▸ **What you should do**
Go over the lines below, and when one contains the word "math", copy it.

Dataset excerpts
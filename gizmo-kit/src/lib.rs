//! # gizmo-kit
//!
//! Geometry and math behind 3D transform gizmos: the arrows, dials, cubes
//! and spheres an editor draws around a selected object.
//!
//! The crate does three things and draws nothing:
//!
//! - **Geometry**: triangle lists for every handle shape, in local space
//!   ([`shapes`], [`generate_arrow_3d_geometry`], [`generate_dial_3d_geometry`]).
//! - **Picking**: analytic ray tests against the bounding volumes of each
//!   handle ([`intersection`], [`intersect_arrow_3d`], [`intersect_dial_3d`]),
//!   reduced to the nearest hit with [`pick_closest`].
//! - **Dragging**: converting the ray at press time and the current ray into
//!   a new position, scale or orientation ([`manipulate`]).
//!
//! ## Conventions
//!
//! Matrices are glam's column-major [`Mat4`] applied as `M * v`. Anything
//! implementing [`Mat4Like`] (plain `[f32; 16]`, glam, or mint with the `mint`
//! feature) is accepted where a transform is taken. Handles are sized in
//! pixels and rescaled every frame by [`compute_scale`].
//!
//! ## Example
//!
//! ```
//! use gizmo_kit::{Arrow3d, Mat4, Ray, Vec2, intersect_arrow_3d, pick_closest};
//!
//! let arrow = Arrow3d::default();
//! let ray = Ray::new([-5.0, 0.0, -0.4], [1.0, 0.0, 0.0]);
//! let viewport = Vec2::new(800.0, 100.0);
//!
//! let z_axis = intersect_arrow_3d(ray, &arrow, Mat4::IDENTITY, Mat4::IDENTITY, viewport);
//! let x_axis = intersect_arrow_3d(
//!     ray,
//!     &arrow,
//!     Mat4::from_rotation_y(-std::f32::consts::FRAC_PI_2),
//!     Mat4::IDENTITY,
//!     viewport,
//! );
//! let picked = pick_closest([("z", z_axis), ("x", x_axis)]);
//! assert_eq!(picked.map(|(handle, _)| handle), Some("z"));
//! ```
//!
//! ## Features
//!
//! - `tracing`: log degenerate picks and drag fallbacks, plus [`logging`]
//!   helpers to install a subscriber
//! - `mint`: accept mint vectors and matrices
//! - `serde`: serialize handle parameters and [`ManipulationConfig`]

pub mod arrow;
pub mod dial;
pub mod error;
pub mod intersection;
pub mod logging;
pub mod manipulate;
pub mod mat;
pub mod math;
pub mod shapes;
pub mod types;

pub use arrow::{Arrow3d, ArrowStyle, generate_arrow_3d_geometry, intersect_arrow_3d};
pub use dial::{Dial3d, generate_dial_3d_geometry, intersect_dial_3d};
pub use error::{GizmoError, GizmoResult};
pub use intersection::{closest_distance, closest_hit, pick_closest};
pub use manipulate::{
    ManipulationConfig, orient_trackball, orient_turn, scale_along_line, scale_along_plane,
    scale_uniform_along_line, scale_uniform_along_plane, translate_along_line, translate_along_plane,
};
pub use mat::Mat4Like;
pub use math::{compute_scale, screen_to_ray};
pub use shapes::{
    generate_circle, generate_cube, generate_filled_circle, generate_icosphere, generate_square,
    intersect_cube, intersect_sphere,
};
pub use types::{Mat4, Obb, Quat, Ray, RaycastHit, Vec2, Vec3, Vec4};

▸ **Answer to this problem**
//! Geometry and math behind 3D transform gizmos: the arrows, dials, cubes
pub mod math;
pub use math::{compute_scale, screen_to_ray};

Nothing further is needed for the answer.